Cannibalism is a social taboo in most cultures.  Our's included.  (I do find it oddly funny and disturbing, however, that when Dahmer was finally stopped, a lot of people I knew were more disturbed by his homosexual serial killing than his cannibalism.  It shows how backwards our society really is.  He wasn't a cannibal who was homosexual.  He was a homosexual cannibal.)  When it occurs throughout the world it is either social (as in tribes), psychological (as in Dahmer) or due to survival (as in the Donner Party).  It is one thing humans do that still manages to shock and disgust, even in this world where videos of girls eating vomited feces and men squatting on jars that break in their rectums inspire t-shirts.  The eating of another person reminds us that while we love computers, the lottery and Harry Potter, we are still animals and to some of us we are food.  Rape is a horrible crime that fills people with fear.  The thought of being captured and eaten?  That fills you with dread.

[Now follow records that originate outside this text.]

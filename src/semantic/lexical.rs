//! String-similarity matching

use super::{
    rank, resolve_structured, scoring_text, MatchCandidate, MatchOptions, MatchUniverse,
    SemanticMatchMap, SemanticMatcher, SemanticTerm,
};
use crate::error::Result;
use async_trait::async_trait;
use regex::Regex;

/// Score for a whole-word hit inside an identifier.
const WORD_SCORE: f32 = 0.8;

/// Scores terms by exact equality, substring containment and whole-word hits.
#[derive(Debug, Default, Clone)]
pub struct LexicalMatcher;

impl LexicalMatcher {
    pub fn new() -> Self {
        Self
    }

    /// Synchronous core, also used by the embedding matcher as its fallback.
    pub fn score_terms(
        &self,
        terms: &[SemanticTerm],
        universe: &MatchUniverse,
        options: MatchOptions,
    ) -> SemanticMatchMap {
        let mut map = SemanticMatchMap::new();
        for term in terms {
            let candidates = match resolve_structured(term, universe) {
                Some(candidates) => candidates,
                None => score_elements(scoring_text(term), &universe.elements),
            };
            map.push(term.clone(), rank(candidates, options));
        }
        map
    }
}

#[async_trait]
impl SemanticMatcher for LexicalMatcher {
    fn name(&self) -> &'static str {
        "lexical"
    }

    async fn match_terms(
        &self,
        terms: &[SemanticTerm],
        universe: &MatchUniverse,
        options: MatchOptions,
    ) -> Result<SemanticMatchMap> {
        Ok(self.score_terms(terms, universe, options))
    }
}

fn score_elements(term: &str, elements: &[String]) -> Vec<MatchCandidate> {
    let term = term.to_lowercase();
    let word = Regex::new(&format!(r"\b{}\b", regex::escape(&term))).ok();

    elements
        .iter()
        .filter_map(|element| {
            lexical_score(&term, element, word.as_ref()).map(|score| MatchCandidate::new(element.clone(), score))
        })
        .collect()
}

/// Best score of a term against the whole `table.column` identifier and its
/// column segment.
pub fn lexical_score(term: &str, element: &str, word: Option<&Regex>) -> Option<f32> {
    let element = element.to_lowercase();
    let column = element.rsplit('.').next().unwrap_or(&element);

    let full = score_against(term, &element, word);
    let segment = score_against(term, column, word);

    match (full, segment) {
        (Some(a), Some(b)) => Some(a.max(b)),
        (a, b) => a.or(b),
    }
}

fn score_against(term: &str, target: &str, word: Option<&Regex>) -> Option<f32> {
    if term.is_empty() || target.is_empty() {
        return None;
    }
    if term == target {
        return Some(1.0);
    }

    let term_len = term.chars().count() as f32;
    let target_len = target.chars().count() as f32;

    if target.contains(term) || term.contains(target) {
        return Some(term_len.min(target_len) / term_len.max(target_len));
    }

    let spaced = target.replace(['_', '.'], " ");
    match word {
        Some(re) if re.is_match(&spaced) => Some(WORD_SCORE),
        _ => None,
    }
}

#[cfg(test)]
mod tests {
    use super::*;
    use crate::schema::fixtures::bike_share_snapshot;
    use crate::semantic::{TermExtractor, TermKind};

    fn score(term: &str, element: &str) -> Option<f32> {
        let word = Regex::new(&format!(r"\b{}\b", regex::escape(term))).ok();
        lexical_score(term, element, word.as_ref())
    }

    fn approx(actual: Option<f32>, expected: f32) {
        let actual = actual.unwrap();
        assert!((actual - expected).abs() < 1e-3, "{} != {}", actual, expected);
    }

    #[test]
    fn test_exact_match_scores_one() {
        approx(score("trips.rider_gender", "trips.rider_gender"), 1.0);
        approx(score("rider_gender", "trips.rider_gender"), 1.0);
    }

    #[test]
    fn test_substring_ratio() {
        // 7 / 12 against the column segment
        approx(score("station", "stations.station_name"), 7.0 / 12.0);
        approx(score("started", "trips.started_at"), 0.7);
        approx(score("distance", "trips.trip_distance_km"), 0.5);
    }

    #[test]
    fn test_whole_word_in_identifier() {
        approx(score("start station", "trips.start_station_id"), 0.8);
        approx(score("end station", "trips.end_station_id"), 0.8);
    }

    #[test]
    fn test_unrelated_term_has_no_score() {
        assert!(score("capital", "stations.station_name").is_none());
        assert!(score("france", "trips.trip_id").is_none());
    }

    #[test]
    fn test_term_containing_column_segment() {
        // "gender" is inside the term, not the other way round
        approx(score("rider genders", "people.gender"), 6.0 / 13.0);
        approx(score("paid", "trips.id"), 0.5);
        approx(score("weather_date_local", "daily_weather.weather_date"), 12.0 / 18.0);
    }

    #[tokio::test]
    async fn test_match_terms_respects_threshold_and_top_k() {
        let universe = MatchUniverse::from_snapshot(&bike_share_snapshot());
        let options = MatchOptions {
            threshold: 0.4,
            top_k: 2,
        };
        let terms = vec![SemanticTerm::word("station"), SemanticTerm::word("capital")];
        let map = LexicalMatcher::new()
            .match_terms(&terms, &universe, options)
            .await
            .unwrap();

        let station = map.get("station").unwrap();
        assert!(station.len() <= 2);
        assert!(station.iter().all(|c| c.score >= 0.4));
        assert!(station.windows(2).all(|w| w[0].score >= w[1].score));
        assert!(map.get("capital").unwrap().is_empty());
    }

    #[tokio::test]
    async fn test_empty_terms_give_empty_map() {
        let universe = MatchUniverse::from_snapshot(&bike_share_snapshot());
        let map = LexicalMatcher::new()
            .match_terms(&[], &universe, MatchOptions::default())
            .await
            .unwrap();
        assert!(map.is_empty());
    }

    #[tokio::test]
    async fn test_off_domain_question_has_no_coverage() {
        let universe = MatchUniverse::from_snapshot(&bike_share_snapshot());
        let matcher = LexicalMatcher::new();
        let terms = matcher.extract_terms("What is the capital of France?", &universe);
        let map = matcher
            .match_terms(&terms, &universe, MatchOptions::default())
            .await
            .unwrap();
        assert!(!map.has_coverage());
    }

    #[tokio::test]
    async fn test_rainy_women_question_is_covered() {
        let universe = MatchUniverse::from_snapshot(&bike_share_snapshot());
        let terms = TermExtractor::default().extract(
            "How many kilometres were ridden by women on rainy days in June 2025?",
            &universe.categories,
        );
        let map = LexicalMatcher::new()
            .match_terms(&terms, &universe, MatchOptions::default())
            .await
            .unwrap();

        assert_eq!(map.get("distance").unwrap()[0].element, "trips.trip_distance_km");
        assert_eq!(map.get("female").unwrap()[0].element, "trips.rider_gender");
        assert_eq!(
            map.get("precipitation").unwrap()[0].element,
            "daily_weather.precipitation_mm"
        );
        let gender = map.iter().find(|e| e.term.kind == TermKind::Gender).unwrap();
        assert_eq!(gender.candidates[0].score, 1.0);
    }
}
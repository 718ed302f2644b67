//! Query execution
//!
//! Engines never raise: driver failures come back as a `QueryResult` with
//! `success == false` and the database message in `error`.

pub mod result;

pub use result::{format_result, QueryResult, Row, MAX_DISPLAY_ROWS};

use crate::db::Database;
use crate::error::{PipelineError, Result};
use crate::validation::ValidatedSql;
use async_trait::async_trait;
use rust_decimal::prelude::ToPrimitive;
use serde_json::Value;
use sqlx::postgres::PgRow;
use sqlx::{Column, Executor, Row as _, Statement, TypeInfo, ValueRef};
use std::collections::HashSet;
use std::sync::Arc;
use std::time::Instant;
use tracing::{error, info};

/// Core contract for execution engines
#[async_trait]
pub trait ExecutionEngine: Send + Sync {
    /// Engine name (e.g., "postgres")
    fn name(&self) -> &'static str;

    /// Run a validated statement.
    async fn execute(&self, sql: &ValidatedSql) -> QueryResult;

    /// Check that the engine's store answers.
    async fn health_check(&self) -> Result<()> {
        Ok(())
    }
}

/// Executes against Postgres through the shared, lazily connected pool.
pub struct PostgresEngine {
    db: Arc<Database>,
}

impl PostgresEngine {
    pub fn new(db: Arc<Database>) -> Self {
        Self { db }
    }

    async fn run(&self, sql: &ValidatedSql) -> Result<(Vec<String>, Vec<Row>)> {
        let pool = self.db.pool().await?;
        let mut conn = pool
            .acquire()
            .await
            .map_err(|e| PipelineError::Connection(format!("Failed to acquire connection: {}", e)))?;

        let rows: Vec<PgRow> = sqlx::query(sql.as_str())
            .fetch_all(&mut *conn)
            .await
            .map_err(|e| PipelineError::QueryExecution(format!("Database error: {}", e)))?;

        let raw_names: Vec<String> = match rows.first() {
            Some(first) => first.columns().iter().map(|c| c.name().to_string()).collect(),
            // Column names of an empty result come from the statement description
            None => (&mut *conn)
                .prepare(sql.as_str())
                .await
                .map(|stmt| stmt.columns().iter().map(|c| c.name().to_string()).collect())
                .map_err(|e| PipelineError::QueryExecution(format!("Database error: {}", e)))?,
        };

        let columns = unique_names(raw_names);
        let rows = rows.iter().map(|row| row_to_map(row, &columns)).collect();
        Ok((columns, rows))
    }
}

#[async_trait]
impl ExecutionEngine for PostgresEngine {
    fn name(&self) -> &'static str {
        "postgres"
    }

    async fn execute(&self, sql: &ValidatedSql) -> QueryResult {
        let started = Instant::now();
        info!("Executing query: {}", sql);

        match self.run(sql).await {
            Ok((columns, rows)) => {
                let elapsed = started.elapsed().as_millis() as u64;
                info!("Query executed successfully. Returned {} rows in {}ms", rows.len(), elapsed);
                QueryResult::success(columns, rows, self.name(), elapsed)
            }
            Err(e) => {
                let message = match e {
                    PipelineError::QueryExecution(msg) => msg,
                    other => other.to_string(),
                };
                error!("{}", message);
                QueryResult::error(self.name(), message, started.elapsed().as_millis() as u64)
            }
        }
    }

    async fn health_check(&self) -> Result<()> {
        let pool = self.db.pool().await?;
        let row = sqlx::query("SELECT 1 as health_check")
            .fetch_one(&pool)
            .await
            .map_err(|e| PipelineError::Connection(format!("Health check failed: {}", e)))?;
        let value: i32 = row
            .try_get("health_check")
            .map_err(|e| PipelineError::Connection(format!("Health check failed: {}", e)))?;
        if value != 1 {
            return Err(PipelineError::Connection(format!(
                "Health check returned {}",
                value
            )));
        }
        Ok(())
    }
}

/// Make column names unique so every row map keeps every column.
fn unique_names(names: Vec<String>) -> Vec<String> {
    let mut seen = HashSet::new();
    names
        .into_iter()
        .map(|name| {
            if seen.insert(name.clone()) {
                return name;
            }
            let mut n = 2;
            loop {
                let candidate = format!("{}_{}", name, n);
                if seen.insert(candidate.clone()) {
                    return candidate;
                }
                n += 1;
            }
        })
        .collect()
}

fn row_to_map(row: &PgRow, names: &[String]) -> Row {
    let mut map = Row::new();

    for (i, column) in row.columns().iter().enumerate() {
        let name = names.get(i).cloned().unwrap_or_else(|| column.name().to_string());
        let type_name = column.type_info().name();

        // NULL check before decoding
        let is_null = row.try_get_raw(i).map(|v| v.is_null()).unwrap_or(true);
        if is_null {
            map.insert(name, Value::Null);
            continue;
        }

        let value = match type_name {
            "BOOL" => row.try_get::<bool, _>(i).map(Value::Bool).unwrap_or(Value::Null),
            "INT2" => row
                .try_get::<i16, _>(i)
                .map(|v| Value::Number(v.into()))
                .unwrap_or(Value::Null),
            "INT4" => row
                .try_get::<i32, _>(i)
                .map(|v| Value::Number(v.into()))
                .unwrap_or(Value::Null),
            "INT8" => row
                .try_get::<i64, _>(i)
                .map(|v| Value::Number(v.into()))
                .unwrap_or(Value::Null),
            "FLOAT4" => row
                .try_get::<f32, _>(i)
                .ok()
                .and_then(|v| serde_json::Number::from_f64(v as f64))
                .map(Value::Number)
                .unwrap_or(Value::Null),
            "FLOAT8" => row
                .try_get::<f64, _>(i)
                .ok()
                .and_then(serde_json::Number::from_f64)
                .map(Value::Number)
                .unwrap_or(Value::Null),
            "NUMERIC" => row
                .try_get::<rust_decimal::Decimal, _>(i)
                .map(|d| {
                    d.normalize()
                        .to_f64()
                        .and_then(serde_json::Number::from_f64)
                        .map(Value::Number)
                        .unwrap_or_else(|| Value::String(d.to_string()))
                })
                .unwrap_or(Value::Null),
            "UUID" => row
                .try_get::<sqlx::types::Uuid, _>(i)
                .map(|v| Value::String(v.to_string()))
                .unwrap_or(Value::Null),
            "TIMESTAMPTZ" => row
                .try_get::<chrono::DateTime<chrono::Utc>, _>(i)
                .map(|v| Value::String(v.to_rfc3339()))
                .unwrap_or(Value::Null),
            "TIMESTAMP" => row
                .try_get::<chrono::NaiveDateTime, _>(i)
                .map(|v| Value::String(v.to_string()))
                .unwrap_or(Value::Null),
            "DATE" => row
                .try_get::<chrono::NaiveDate, _>(i)
                .map(|v| Value::String(v.to_string()))
                .unwrap_or(Value::Null),
            "TIME" => row
                .try_get::<chrono::NaiveTime, _>(i)
                .map(|v| Value::String(v.to_string()))
                .unwrap_or(Value::Null),
            "JSON" | "JSONB" => row.try_get::<Value, _>(i).unwrap_or(Value::Null),
            _ => row
                .try_get::<String, _>(i)
                .map(Value::String)
                .unwrap_or_else(|_| Value::String(format!("<{}>", type_name))),
        };

        map.insert(name, value);
    }

    map
}

#[cfg(test)]
mod tests {
    use super::*;

    #[test]
    fn test_unique_names() {
        let names = unique_names(vec![
            "?column?".to_string(),
            "?column?".to_string(),
            "station_name".to_string(),
            "?column?".to_string(),
        ]);
        assert_eq!(names, vec!["?column?", "?column?_2", "station_name", "?column?_3"]);
    }

    #[tokio::test]
    async fn test_unreachable_database_is_failed_result() {
        use sqlx::postgres::PgConnectOptions;

        let options = PgConnectOptions::new().host("127.0.0.1").port(9).username("nobody");
        let engine = PostgresEngine::new(Arc::new(Database::new(options)));
        let sql = crate::validation::validate("SELECT 1").unwrap();

        let result = engine.execute(&sql).await;
        assert!(!result.success);
        assert_eq!(result.row_count, 0);
        assert!(result.error.unwrap().contains("Connection error"));
    }
}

Once I publish the manuscript, I will probably go into great detail on my book blog about what inspired certain scenes and why I wrote what I did.  In the end, however, unlike Melinda, this manuscript comes from a place of child-like fascination with an act that causes most people to throw up in their mouths a bit. It doesn't come from a dark place like the one I'm currently writing a first draft on.  It comes from that same place that thinks looking into your backyard at one a.m. and seeing a clown is terrifying (this is a vivid childhood memory of mine, and he let firecrackers -- more on that sometime later), a place where remote places in the mountains inspire fear and imagination.  Melinda was just an idea.  The cannibal manuscript is a theme that runs through my life.  (When I finished the first draft I got John Lopez of Carl Hanes Tattoo to do a tattoo of a teeth bracelet around my wrist in celebration.  I also have a section on my book shelf dedicated to cannibalism, and one of my favorite movies of all time is the original Texas Chainsaw Massacre.  So, yeah, this isn't a one-time idea that I ran with and wrote about.  This is something I've studied for years.)  Because of that, I think the tale comes across as more terrifying.  In some spots I am absolutely gleeful (such as the tanning scene) with the perversity and violence.  Of course, that's just my take.  I'll let the readers decide.

I can only imagine what e-mails I'll get in after it gets published.